== Segment start ==

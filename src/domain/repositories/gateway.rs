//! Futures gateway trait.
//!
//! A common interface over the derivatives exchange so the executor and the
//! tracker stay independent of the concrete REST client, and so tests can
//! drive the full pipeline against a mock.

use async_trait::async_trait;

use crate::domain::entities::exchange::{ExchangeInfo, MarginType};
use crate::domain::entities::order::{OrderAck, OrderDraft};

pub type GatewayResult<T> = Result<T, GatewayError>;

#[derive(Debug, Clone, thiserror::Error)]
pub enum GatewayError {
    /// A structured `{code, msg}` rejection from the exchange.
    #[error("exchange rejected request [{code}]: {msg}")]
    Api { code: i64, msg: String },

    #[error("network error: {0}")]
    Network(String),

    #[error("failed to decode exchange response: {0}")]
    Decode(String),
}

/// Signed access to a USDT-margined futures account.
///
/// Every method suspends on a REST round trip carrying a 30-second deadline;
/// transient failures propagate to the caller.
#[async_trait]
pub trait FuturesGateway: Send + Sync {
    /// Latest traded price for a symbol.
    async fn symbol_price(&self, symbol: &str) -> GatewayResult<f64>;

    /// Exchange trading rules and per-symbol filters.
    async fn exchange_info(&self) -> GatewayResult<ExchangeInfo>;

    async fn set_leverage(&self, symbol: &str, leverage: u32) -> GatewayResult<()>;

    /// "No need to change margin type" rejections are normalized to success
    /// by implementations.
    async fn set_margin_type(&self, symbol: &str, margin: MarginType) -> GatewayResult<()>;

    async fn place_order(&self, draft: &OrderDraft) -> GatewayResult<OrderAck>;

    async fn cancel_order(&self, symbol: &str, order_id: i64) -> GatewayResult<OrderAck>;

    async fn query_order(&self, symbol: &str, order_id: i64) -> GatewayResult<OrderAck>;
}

== Segment end ==
== Segment start ==

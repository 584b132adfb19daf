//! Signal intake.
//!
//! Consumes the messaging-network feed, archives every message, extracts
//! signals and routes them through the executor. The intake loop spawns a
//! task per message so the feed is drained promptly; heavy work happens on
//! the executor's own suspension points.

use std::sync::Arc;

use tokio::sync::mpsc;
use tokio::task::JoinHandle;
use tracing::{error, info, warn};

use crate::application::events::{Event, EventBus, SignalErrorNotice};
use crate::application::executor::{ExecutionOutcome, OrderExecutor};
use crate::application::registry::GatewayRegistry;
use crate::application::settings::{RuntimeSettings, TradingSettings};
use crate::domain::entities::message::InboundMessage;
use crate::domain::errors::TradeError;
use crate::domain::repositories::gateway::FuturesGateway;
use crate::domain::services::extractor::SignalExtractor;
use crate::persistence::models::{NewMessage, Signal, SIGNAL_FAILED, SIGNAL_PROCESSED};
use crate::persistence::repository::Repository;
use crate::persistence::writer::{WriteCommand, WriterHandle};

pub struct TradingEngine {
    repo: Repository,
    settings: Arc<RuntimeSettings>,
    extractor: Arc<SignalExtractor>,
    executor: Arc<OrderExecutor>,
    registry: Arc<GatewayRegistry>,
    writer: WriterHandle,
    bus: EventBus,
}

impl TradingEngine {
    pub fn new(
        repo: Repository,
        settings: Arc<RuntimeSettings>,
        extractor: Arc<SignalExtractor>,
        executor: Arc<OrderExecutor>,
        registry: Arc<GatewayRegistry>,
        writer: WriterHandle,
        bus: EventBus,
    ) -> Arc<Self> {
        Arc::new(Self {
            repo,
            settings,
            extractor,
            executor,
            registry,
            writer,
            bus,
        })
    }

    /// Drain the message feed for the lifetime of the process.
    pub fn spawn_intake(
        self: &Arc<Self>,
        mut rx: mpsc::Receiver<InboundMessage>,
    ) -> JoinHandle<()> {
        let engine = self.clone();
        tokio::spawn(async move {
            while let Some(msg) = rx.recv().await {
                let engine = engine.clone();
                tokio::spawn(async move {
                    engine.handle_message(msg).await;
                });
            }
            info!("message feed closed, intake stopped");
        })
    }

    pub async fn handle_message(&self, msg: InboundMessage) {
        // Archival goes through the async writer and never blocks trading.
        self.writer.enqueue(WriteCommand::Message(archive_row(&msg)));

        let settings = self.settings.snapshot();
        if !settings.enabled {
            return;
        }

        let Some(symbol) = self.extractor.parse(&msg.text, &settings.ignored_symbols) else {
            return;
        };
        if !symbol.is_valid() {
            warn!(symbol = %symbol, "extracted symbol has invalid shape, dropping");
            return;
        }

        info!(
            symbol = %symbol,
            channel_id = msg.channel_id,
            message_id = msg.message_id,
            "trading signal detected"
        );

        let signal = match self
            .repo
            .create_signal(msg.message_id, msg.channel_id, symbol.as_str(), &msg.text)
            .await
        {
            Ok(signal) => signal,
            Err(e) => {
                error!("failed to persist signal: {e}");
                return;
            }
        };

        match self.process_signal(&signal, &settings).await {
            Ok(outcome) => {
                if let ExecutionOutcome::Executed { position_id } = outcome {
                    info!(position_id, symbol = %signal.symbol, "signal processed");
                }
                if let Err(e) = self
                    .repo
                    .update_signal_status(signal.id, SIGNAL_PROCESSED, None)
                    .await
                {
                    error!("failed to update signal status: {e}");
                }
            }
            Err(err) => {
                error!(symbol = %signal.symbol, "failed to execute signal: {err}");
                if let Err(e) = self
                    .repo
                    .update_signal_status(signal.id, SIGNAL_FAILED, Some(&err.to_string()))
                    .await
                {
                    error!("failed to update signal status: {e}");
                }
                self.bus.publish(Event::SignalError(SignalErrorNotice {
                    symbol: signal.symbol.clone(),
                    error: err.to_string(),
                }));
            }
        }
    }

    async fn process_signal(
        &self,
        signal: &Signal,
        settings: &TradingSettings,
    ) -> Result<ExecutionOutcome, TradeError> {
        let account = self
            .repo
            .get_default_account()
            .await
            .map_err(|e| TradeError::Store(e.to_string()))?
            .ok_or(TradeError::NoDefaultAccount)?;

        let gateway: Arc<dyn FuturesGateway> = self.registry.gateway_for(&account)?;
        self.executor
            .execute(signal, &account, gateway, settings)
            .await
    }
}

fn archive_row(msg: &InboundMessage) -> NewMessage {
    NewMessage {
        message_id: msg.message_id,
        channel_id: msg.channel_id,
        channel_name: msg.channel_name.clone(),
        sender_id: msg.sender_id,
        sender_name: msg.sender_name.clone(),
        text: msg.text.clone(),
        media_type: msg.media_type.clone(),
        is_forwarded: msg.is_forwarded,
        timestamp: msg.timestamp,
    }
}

== Segment end ==

Task description - Search the preceding listing for "OrderDraft" and extract every line where it is found.

Response below -
use crate::domain::entities::order::{OrderAck, OrderDraft};
    async fn place_order(&self, draft: &OrderDraft) -> GatewayResult<OrderAck>;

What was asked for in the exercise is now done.